Objective: To define and validate a practical risk stratification scheme based on administrative data for use in identifying patients at high, medium, and low risk of requiring emergency hospital care for asthma.
Study design: Retrospective cohort.
Patients and methods: Predictors in 1999 were evaluated in relation to 2000 asthma emergency hospital care (any asthma hospitalization or emergency department visit) in a training set (n = 8789, 2000 emergency hospital care = 5.5%) and a testing set (n = 6104, 2000 emergency hospital care = 7.9%). Logistic regression was used to assign risk points in the training set, and positive and negative predictive values, sensitivities, and specificities were calculated in the training and testing sets.
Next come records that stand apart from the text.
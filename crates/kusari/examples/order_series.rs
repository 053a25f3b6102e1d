//! Order processing: values forwarded between steps, one async step run on
//! the tokio runtime, and a failure that skips the shipping step.

use async_trait::async_trait;
use kusari::prelude::*;
use std::time::Duration;

#[derive(Debug, Clone)]
struct Order {
    id: u32,
    quantity: u32,
    unit_price: u64,
}

#[derive(Debug, thiserror::Error)]
#[error("payment declined for order {order}: {reason}")]
struct PaymentDeclined {
    order: u32,
    reason: &'static str,
}

/// Charges the order total against a pretend payment gateway.
struct ChargePayment {
    limit: u64,
}

#[async_trait]
impl AsyncStep<(Order, u64)> for ChargePayment {
    type Output = (Order, String);

    async fn execute(&self, (order, total): (Order, u64)) -> Result<(Order, String), BoxError> {
        tokio::time::sleep(Duration::from_millis(50)).await;
        if total > self.limit {
            return Err(PaymentDeclined {
                order: order.id,
                reason: "over limit",
            }
            .into());
        }
        let receipt = format!("receipt-{}-{}", order.id, total);
        Ok((order, receipt))
    }

    fn name(&self) -> StepName {
        StepName::new("charge")
    }
}

async fn process(order: Order) -> Result<(), SeriesError> {
    series()
        .with_label(format!("order-{}", order.id))
        .then_named("load", move |(): (), next: Next<(Order,)>| next.ok((order,)))
        .then_named("price", |(order,): (Order,), next: Next<(Order, u64)>| {
            if order.quantity == 0 {
                next.fail(format!("order {} has no items", order.id));
                return;
            }
            let total = u64::from(order.quantity) * order.unit_price;
            println!("Order {} totals {}", order.id, total);
            next.ok((order, total));
        })
        .then_named("charge", bridge::spawn(ChargePayment { limit: 10_000 }))
        .then_named("ship", |(order, receipt): (Order, String), next: Next<()>| {
            println!("Shipping order {} ({})", order.id, receipt);
            next.ok(());
        })
        .run_async()
        .await
}

#[tokio::main]
async fn main() -> Result<(), Box<dyn std::error::Error>> {
    tracing_subscriber::fmt::init();

    let orders = vec![
        Order {
            id: 1,
            quantity: 3,
            unit_price: 1_200,
        },
        Order {
            id: 2,
            quantity: 0,
            unit_price: 500,
        },
        Order {
            id: 3,
            quantity: 20,
            unit_price: 900,
        },
    ];

    for order in orders {
        let id = order.id;
        match process(order).await {
            Ok(()) => println!("Order {} shipped", id),
            Err(error) => {
                eprintln!("Order {} stopped: {}", id, error);
                if let Some(declined) = error.downcast_source::<PaymentDeclined>() {
                    eprintln!("  declined: {}", declined.reason);
                }
            }
        }
    }

    Ok(())
}
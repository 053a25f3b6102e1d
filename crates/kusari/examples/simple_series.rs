//! Three timer-driven steps that run strictly one after another.

use kusari::prelude::*;
use std::time::Duration;

fn delayed(label: &'static str, millis: u64) -> impl FnOnce(Done) + Send + 'static {
    move |next: Done| {
        println!("{label}: waiting {millis}ms...");
        tokio::spawn(async move {
            tokio::time::sleep(Duration::from_millis(millis)).await;
            println!("{label}: done");
            next.done();
        });
    }
}

#[tokio::main]
async fn main() -> Result<(), Box<dyn std::error::Error>> {
    tracing_subscriber::fmt::init();

    let series = simple_series()
        .with_label("timers")
        .then_named("slow", delayed("slow", 300))
        .then_named("medium", delayed("medium", 200))
        .then_named("fast", delayed("fast", 100));

    for step in series.steps() {
        println!("Planned {}", step);
    }

    match series.run_async().await {
        Ok(()) => println!("Series completed successfully"),
        Err(error) => eprintln!("Series failed: {}", error),
    }

    Ok(())
}
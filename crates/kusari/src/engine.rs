//! Series orchestration.
//!
//! A [`Plan`] is the list of type-erased steps a builder produced. Starting
//! it creates a `Run`: the position of the next step, the values waiting for
//! it and the terminal handler. Each continuation resumes the run one
//! position further on success, or settles the terminal handler on failure.

use kusari_core::{
    BoxError, Next, PanicPolicy, Pending, Resume, SeriesConfig, SeriesError, StepInfo, StepName,
    Values,
};
use std::any::Any;
use std::fmt;
use std::panic::{catch_unwind, AssertUnwindSafe};
use std::sync::{Arc, Mutex, MutexGuard, PoisonError};
use std::thread::{self, ThreadId};
use std::time::Instant;
use tracing::{debug, info, warn};

/// The single exit point of a series run.
pub(crate) type Terminal = Box<dyn FnOnce(Result<(), SeriesError>) + Send>;

type ErasedStep = Box<dyn FnOnce(Pending, Arc<dyn Resume>, usize) -> Result<(), Mismatch> + Send>;

/// Values arrived at a step with a type other than the one it was built for.
struct Mismatch {
    expected: &'static str,
}

/// Steps and configuration of a series that has not started yet.
pub(crate) struct Plan {
    steps: Vec<ErasedStep>,
    infos: Vec<StepInfo>,
    config: SeriesConfig,
}

impl fmt::Debug for Plan {
    fn fmt(&self, f: &mut fmt::Formatter<'_>) -> fmt::Result {
        f.debug_struct("Plan")
            .field("label", &self.config.label)
            .field(
                "steps",
                &self.infos.iter().map(ToString::to_string).collect::<Vec<_>>(),
            )
            .finish()
    }
}

impl Plan {
    pub(crate) fn new() -> Self {
        Self {
            steps: Vec::new(),
            infos: Vec::new(),
            config: SeriesConfig::default(),
        }
    }

    /// Appends a step consuming `I` and forwarding `O`.
    pub(crate) fn push<I, O, F>(&mut self, name: Option<StepName>, step: F)
    where
        I: Values,
        O: Values,
        F: FnOnce(I, Next<O>) + Send + 'static,
    {
        let position = self.steps.len();
        let info = StepInfo {
            name: name.unwrap_or_else(|| StepName::at(position)),
            position,
            inputs: I::type_names(),
            outputs: O::type_names(),
        };
        debug!("Series '{}' resolved {}", self.config.label, info);
        self.infos.push(info);
        self.steps.push(Box::new(
            move |pending: Pending, run: Arc<dyn Resume>, position: usize| -> Result<(), Mismatch> {
                let input = pending.downcast::<I>().map_err(|_| Mismatch {
                    expected: std::any::type_name::<I>(),
                })?;
                step(*input, Next::new(run, position));
                Ok(())
            },
        ));
    }

    pub(crate) fn infos(&self) -> &[StepInfo] {
        &self.infos
    }

    pub(crate) fn config(&self) -> &SeriesConfig {
        &self.config
    }

    pub(crate) fn config_mut(&mut self) -> &mut SeriesConfig {
        &mut self.config
    }

    /// Starts the run. Returns once the series settles or a step defers
    /// its continuation.
    pub(crate) fn start(self, terminal: Terminal) {
        let Plan {
            steps,
            infos,
            config,
        } = self;
        debug!(
            "Series '{}' starting with {} steps",
            config.label,
            infos.len()
        );
        let run = Arc::new(Run {
            steps: Mutex::new(steps.into_iter().map(Some).collect()),
            infos,
            terminal: Mutex::new(Some(terminal)),
            config,
            started_at: Instant::now(),
            driver: Mutex::new(Driver::default()),
        });
        run.drive(Work::Invoke(0, Box::new(())));
    }
}

/// Transient state of one series run, shared by the continuations of its
/// steps.
struct Run {
    steps: Mutex<Vec<Option<ErasedStep>>>,
    infos: Vec<StepInfo>,
    terminal: Mutex<Option<Terminal>>,
    config: SeriesConfig,
    started_at: Instant,
    driver: Mutex<Driver>,
}

/// Whether some thread is currently driving the run, the step it is
/// invoking, and the work that arrived meanwhile.
#[derive(Default)]
struct Driver {
    active: bool,
    invoking: Option<(ThreadId, usize)>,
    queued: Option<Work>,
}

/// What the driving loop does next.
enum Work {
    /// Invoke the step at this position with its predecessor's values.
    Invoke(usize, Pending),
    /// Hand the outcome to the terminal handler.
    Settle(Result<(), SeriesError>),
}

impl Run {
    fn name_at(&self, position: usize) -> StepName {
        self.infos
            .get(position)
            .map(|info| info.name.clone())
            .unwrap_or_else(|| StepName::at(position))
    }

    fn is_settled(&self) -> bool {
        self.terminal
            .lock()
            .unwrap_or_else(PoisonError::into_inner)
            .is_none()
    }

    fn take_step(&self, position: usize) -> Option<ErasedStep> {
        self.steps
            .lock()
            .unwrap_or_else(PoisonError::into_inner)
            .get_mut(position)
            .and_then(Option::take)
    }

    fn driver(&self) -> MutexGuard<'_, Driver> {
        self.driver.lock().unwrap_or_else(PoisonError::into_inner)
    }

    /// Runs `work` and whatever it queues, until a step defers its
    /// continuation or the run settles.
    ///
    /// A continuation called while a step is still being invoked is queued
    /// and picked up by the driving loop once that step returns, so
    /// synchronous series run iteratively, never two steps at once, and the
    /// terminal handler is always called outside the capture boundary.
    fn drive(self: &Arc<Self>, work: Work) {
        {
            let mut driver = self.driver();
            if driver.active {
                // Each continuation is one-shot and the next one only exists
                // once its step is invoked, so at most one item waits here.
                debug_assert!(driver.queued.is_none(), "driver slot already taken");
                driver.queued = Some(work);
                return;
            }
            driver.active = true;
        }

        let mut next = Some(work);
        while let Some(work) = next {
            match work {
                Work::Invoke(position, values) => self.invoke(position, values),
                Work::Settle(outcome) => self.finish(outcome),
            }
            let mut driver = self.driver();
            next = driver.queued.take();
            if next.is_none() {
                driver.active = false;
            }
        }
    }

    /// `true` while this thread is invoking the step at `position` inside
    /// the capture boundary.
    fn is_capturing(&self, position: usize) -> bool {
        self.config.panic_policy == PanicPolicy::Capture
            && self.driver().invoking == Some((thread::current().id(), position))
    }

    /// Invokes the step at `position` with the values its predecessor
    /// forwarded, or settles the run when no steps remain.
    fn invoke(self: &Arc<Self>, position: usize, values: Pending) {
        if self.is_settled() {
            warn!(
                "Series '{}' already settled, not invoking {}",
                self.config.label,
                self.name_at(position)
            );
            return;
        }

        if position >= self.infos.len() {
            if values.downcast_ref::<()>().is_some() {
                self.finish(Ok(()));
            } else {
                self.finish(Err(SeriesError::ValueMismatch {
                    step: StepName::new("terminal"),
                    expected: std::any::type_name::<()>(),
                }));
            }
            return;
        }

        let Some(step) = self.take_step(position) else {
            warn!(
                "Series '{}' step {} was already invoked",
                self.config.label,
                self.name_at(position)
            );
            return;
        };

        debug!(
            "Series '{}' invoking step {}/{}: {}",
            self.config.label,
            position + 1,
            self.infos.len(),
            self.name_at(position)
        );

        let resume: Arc<dyn Resume> = self.clone();
        self.driver().invoking = Some((thread::current().id(), position));
        let invoked = match self.config.panic_policy {
            PanicPolicy::Capture => catch_unwind(AssertUnwindSafe(|| step(values, resume, position))),
            PanicPolicy::Propagate => Ok(step(values, resume, position)),
        };
        self.driver().invoking = None;

        match invoked {
            Ok(Ok(())) => {}
            Ok(Err(mismatch)) => self.finish(Err(SeriesError::ValueMismatch {
                step: self.name_at(position),
                expected: mismatch.expected,
            })),
            Err(payload) => {
                let message = panic_message(&*payload);
                warn!(
                    "Series '{}' step '{}' panicked: {}",
                    self.config.label,
                    self.name_at(position),
                    message
                );
                self.finish(Err(SeriesError::Panicked {
                    step: self.name_at(position),
                    message,
                }));
            }
        }
    }

    /// Hands the outcome to the terminal handler if nothing settled the run
    /// before.
    fn finish(&self, outcome: Result<(), SeriesError>) {
        let terminal = self
            .terminal
            .lock()
            .unwrap_or_else(PoisonError::into_inner)
            .take();
        let Some(terminal) = terminal else {
            if let Err(e) = &outcome {
                warn!(
                    "Series '{}' already settled, dropping late failure: {}",
                    self.config.label, e
                );
            }
            return;
        };

        // Release whatever the skipped steps captured.
        let skipped = std::mem::take(&mut *self.steps.lock().unwrap_or_else(PoisonError::into_inner));
        drop(skipped);

        match &outcome {
            Ok(()) => info!(
                "Series '{}' completed {} steps in {:?}",
                self.config.label,
                self.infos.len(),
                self.started_at.elapsed()
            ),
            Err(e) => warn!("Series '{}' failed: {}", self.config.label, e),
        }
        terminal(outcome);
    }
}

impl Resume for Run {
    fn resume(self: Arc<Self>, position: usize, outcome: Result<Pending, BoxError>) {
        match outcome {
            Ok(values) => {
                debug!(
                    "Series '{}' step '{}' completed",
                    self.config.label,
                    self.name_at(position)
                );
                self.drive(Work::Invoke(position + 1, values));
            }
            Err(source) => {
                let step = self.name_at(position);
                self.drive(Work::Settle(Err(SeriesError::Step { step, source })));
            }
        }
    }

    fn abandon(self: Arc<Self>, position: usize) {
        let step = self.name_at(position);
        if thread::panicking() && self.is_capturing(position) {
            debug!(
                "Series '{}' step '{}' unwinding, panic is reported instead",
                self.config.label, step
            );
            return;
        }
        if self.config.report_abandoned {
            self.drive(Work::Settle(Err(SeriesError::Abandoned { step })));
        } else {
            warn!(
                "Series '{}' step '{}' dropped its continuation, run stalls",
                self.config.label, step
            );
        }
    }
}

fn panic_message(payload: &(dyn Any + Send)) -> String {
    if let Some(message) = payload.downcast_ref::<&str>() {
        (*message).to_string()
    } else if let Some(message) = payload.downcast_ref::<String>() {
        message.clone()
    } else {
        "non-string panic payload".to_string()
    }
}
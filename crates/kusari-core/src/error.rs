//! Series error types.

use crate::step::StepName;
use thiserror::Error;

/// The opaque error a step reports through its continuation.
pub type BoxError = Box<dyn std::error::Error + Send + Sync + 'static>;

/// The outcome delivered to a terminal handler when a series run fails.
///
/// Whatever went wrong, the terminal handler receives exactly one of these
/// per run and no step after the failing one is invoked.
///
/// # Non-Exhaustive
///
/// Always include a wildcard arm when matching:
///
/// ```
/// use kusari_core::SeriesError;
///
/// fn describe(error: &SeriesError) -> String {
///     match error {
///         SeriesError::Step { step, source } => format!("{step} failed: {source}"),
///         SeriesError::Panicked { step, message } => format!("{step} panicked: {message}"),
///         _ => error.to_string(),
///     }
/// }
/// ```
#[derive(Error, Debug)]
#[non_exhaustive]
pub enum SeriesError {
    /// A step passed an error to its continuation.
    #[error("Step failed: {step}, details: {source}")]
    Step {
        /// The step that reported the error.
        step: StepName,
        /// The error exactly as the step reported it.
        source: BoxError,
    },

    /// A step panicked while it was being invoked and the panic was
    /// captured.
    #[error("Step panicked: {step}, details: {message}")]
    Panicked {
        /// The step whose invocation panicked.
        step: StepName,
        /// The panic payload, if it was a string.
        message: String,
    },

    /// A step dropped its continuation without calling it.
    #[error("Continuation dropped without being called in step: {step}")]
    Abandoned {
        /// The step that dropped its continuation.
        step: StepName,
    },

    /// The values reaching a step did not have the type it was built for.
    #[error("Value mismatch entering step '{step}': expected {expected}")]
    ValueMismatch {
        /// The step that could not accept the values.
        step: StepName,
        /// Type name of the tuple the step expected.
        expected: &'static str,
    },

    /// The run was dropped before its terminal handler was reached.
    #[error("Series dropped before reaching its terminal handler")]
    Unsettled,
}

impl SeriesError {
    /// Returns the name of the step the error is attributed to, if any.
    pub fn step_name(&self) -> Option<&StepName> {
        match self {
            SeriesError::Step { step, .. }
            | SeriesError::Panicked { step, .. }
            | SeriesError::Abandoned { step }
            | SeriesError::ValueMismatch { step, .. } => Some(step),
            SeriesError::Unsettled => None,
        }
    }

    /// Downcasts the error a step reported to a concrete type.
    ///
    /// Returns `None` for every variant except [`SeriesError::Step`], or when
    /// the reported error is of another type.
    pub fn downcast_source<E>(&self) -> Option<&E>
    where
        E: std::error::Error + 'static,
    {
        match self {
            SeriesError::Step { source, .. } => source.downcast_ref::<E>(),
            _ => None,
        }
    }

    /// Returns `true` if a captured panic caused the failure.
    pub fn is_panic(&self) -> bool {
        matches!(self, SeriesError::Panicked { .. })
    }
}
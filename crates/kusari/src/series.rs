//! Statically typed series.
//!
//! The type parameter of [`Series`] is the value tuple the last added step
//! forwards. Adding a step requires it to accept exactly that tuple, and
//! only a series whose last step forwards `()` can be run, so arity and
//! type mismatches between adjacent steps are compile errors:
//!
//! ```compile_fail
//! use kusari::prelude::*;
//!
//! series()
//!     .then(|(): (), next: Next<(i32,)>| next.ok((1,)))
//!     .then(|(_s,): (String,), next: Next<()>| next.ok(()))
//!     .run(|_| {});
//! ```
//!
//! ```compile_fail
//! use kusari::prelude::*;
//!
//! // One value is still pending when the terminal handler would run.
//! series()
//!     .then(|(): (), next: Next<(i32,)>| next.ok((1,)))
//!     .run(|_| {});
//! ```

use crate::engine::Plan;
use kusari_core::{Next, PanicPolicy, SeriesConfig, SeriesError, StepInfo, StepName, Values};
use std::fmt;
use std::marker::PhantomData;

/// A series whose steps pass typed value tuples along.
///
/// Each step receives the previous step's tuple as its first argument and
/// a [`Next`] for the tuple it forwards.
///
/// # Examples
///
/// ```
/// use kusari::prelude::*;
/// use std::sync::mpsc;
///
/// let (tx, rx) = mpsc::channel();
/// let sums = tx.clone();
///
/// series()
///     .then(|(): (), next: Next<(i32,)>| next.ok((1,)))
///     .then(|(x,): (i32,), next: Next<(i32, i32)>| next.ok((x + 1, x + 2)))
///     .then(move |(a, b): (i32, i32), next: Next<()>| {
///         sums.send(Ok(a + b)).unwrap_or(());
///         next.ok(())
///     })
///     .run(move |outcome| tx.send(outcome.map(|()| 0)).unwrap_or(()));
///
/// assert!(matches!(rx.recv(), Ok(Ok(5))));
/// assert!(matches!(rx.recv(), Ok(Ok(0))));
/// ```
pub struct Series<O = ()> {
    plan: Plan,
    _values: PhantomData<fn() -> O>,
}

impl<O> fmt::Debug for Series<O> {
    fn fmt(&self, f: &mut fmt::Formatter<'_>) -> fmt::Result {
        f.debug_struct("Series")
            .field("plan", &self.plan)
            .field("pending", &std::any::type_name::<O>())
            .finish()
    }
}

impl Default for Series<()> {
    fn default() -> Self {
        Self::new()
    }
}

impl Series<()> {
    /// Creates an empty series. The first step receives `()`.
    pub fn new() -> Self {
        Self {
            plan: Plan::new(),
            _values: PhantomData,
        }
    }

    /// Runs the series, calling `terminal` exactly once with the outcome.
    pub fn run<T>(self, terminal: T)
    where
        T: FnOnce(Result<(), SeriesError>) + Send + 'static,
    {
        self.plan.start(Box::new(terminal));
    }

    /// Runs the series and waits for its outcome.
    pub async fn run_async(self) -> Result<(), SeriesError> {
        crate::bridge::settle(self.plan).await
    }
}

impl<O: Values> Series<O> {
    /// Appends a step consuming the pending tuple `O` and forwarding `O2`.
    pub fn then<O2, F>(self, step: F) -> Series<O2>
    where
        O2: Values,
        F: FnOnce(O, Next<O2>) + Send + 'static,
    {
        self.push(None, step)
    }

    /// Appends a step with an explicit name.
    pub fn then_named<O2, F>(self, name: impl Into<StepName>, step: F) -> Series<O2>
    where
        O2: Values,
        F: FnOnce(O, Next<O2>) + Send + 'static,
    {
        self.push(Some(name.into()), step)
    }

    fn push<O2, F>(mut self, name: Option<StepName>, step: F) -> Series<O2>
    where
        O2: Values,
        F: FnOnce(O, Next<O2>) + Send + 'static,
    {
        self.plan.push(name, step);
        Series {
            plan: self.plan,
            _values: PhantomData,
        }
    }

    /// Replaces the whole configuration.
    pub fn with_config(mut self, config: SeriesConfig) -> Self {
        *self.plan.config_mut() = config;
        self
    }

    /// Sets the label used in log lines.
    pub fn with_label(mut self, label: impl Into<String>) -> Self {
        self.plan.config_mut().label = label.into();
        self
    }

    /// Sets how panics raised by steps are handled.
    pub fn with_panic_policy(mut self, policy: PanicPolicy) -> Self {
        self.plan.config_mut().panic_policy = policy;
        self
    }

    /// Returns the configuration.
    pub fn config(&self) -> &SeriesConfig {
        self.plan.config()
    }

    /// Returns the steps in order, with their resolved value types.
    pub fn steps(&self) -> &[StepInfo] {
        self.plan.infos()
    }

    /// Returns the number of steps.
    pub fn len(&self) -> usize {
        self.plan.infos().len()
    }

    /// Returns `true` if the series has no steps.
    pub fn is_empty(&self) -> bool {
        self.plan.infos().is_empty()
    }
}

/// Creates an empty statically typed series.
pub fn series() -> Series<()> {
    Series::new()
}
Results: High risk was defined as asthma emergency hospital care in the previous year or use of >14 beta-agonist canisters and oral corticosteroid use; medium risk was defined as no emergency hospital care but use of either >14 beta-agonist canisters or oral corticosteroids; and low risk was defined as none of the above. For the high-risk groups in the training and testing sets, positive predictive values were 12.9% and 22.0%, sensitivities were 24.8% and 25.4%, specificities were 90.3% and 92.0%, and negative predictive values were 95.4% and 93.2%, respectively. The medium-risk groups identified another 32.6% of patients in the training set and 28.3% in the testing set requiring subsequent asthma emergency hospital care.
Conclusion: This simple risk stratification scheme is useful for identifying patients from administrative data who are at increased risk of experiencing emergency hospital care for asthma.